A U.S.-supported regime change in Venezuela feels increasingly inevitable, and it will most likely end in disaster for both the United States and the Venezuelan people.
After rounds of deep sanctions, suffocating diplomatic and economic pressure, and two pretend presidents, the U.S. “Maximum Pressure Campaign” has escalated into something far more dangerous than when it arguably began in 2014.
Already, a Naval Carrier Strike Group is posted on Venezuela’s coast, and B-52s have carried out 22 known strikes on fishing boats in the Caribbean, killing at least 83 civilians and foreign nationals in operations that many experts say violate domestic and international laws.
U.S. officials have reportedly conveyed to Nicolás Maduro that he must leave now if he wants safe passage for himself and his family, with Russia likely to be his best guarantee of asylum. Washington has placed a $50 million bounty on the president’s head, blocked humanitarian aid to the country, pushed personal sanctions on senior officials, and thrown its weight behind the most hardline faction of the Venezuelan opposition, which for decades had only been welcomed in the most hawkish halls of the Beltway.
The Trump administration is fast-marching toward its own destruction. The likely power vacuum created by Maduro’s fall would create an immense migratory and humanitarian crisis, empower armed groups and rival great powers like China, Russia, and Iran, and lock Washington into another Forever War in a region already skeptical of American interventions.
Sanctions, pressure, and bombings are among Washington’s favorite strategies for regime change.

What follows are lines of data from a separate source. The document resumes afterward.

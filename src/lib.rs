pub mod camera;
pub mod config;
pub mod events;
pub mod grid;
pub mod parse_plaintext;
pub mod parse_rle;
pub mod parse_util;
pub mod pattern;
pub mod perf;

/// A signed grid coordinate. Negative values are representable so they can be rejected by bounds
/// checks instead of wrapping around.
pub type Coord = i64;

/// The failure categories a caller can act on, shared by grid construction and pattern loading.
#[derive(Clone, Copy, Debug, PartialEq, Eq)]
pub enum ErrorKind {
    InvalidDimensions,
    PatternSourceUnavailable,
    UnknownFormat,
    PatternOutOfBounds,
    MalformedRle,
    MalformedHeader,
}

But unlike the pressure campaign until now, this escalation is more maximalist. The Trump administration, particularly hawks like Marco Rubio and Richard Grenell, seems ready to stomp out the Chavista snake once and for all. Still, no matter how many “Day Zero” plans Machado and the hardliners offer, the situation would not resemble Panama and Chile, like many hawks have been floating, but would likely be closer to Iraq and Afghanistan post-intervention. The fallout would be looting, riots, violence, decay, and anarchy. There is also the possibility that the coup fails or stagnates, like the Bay of Pigs invasion in Cuba or Operation Gideon in Venezuela in 2020, in which case, the U.S. and Trump would be completely and utterly humiliated.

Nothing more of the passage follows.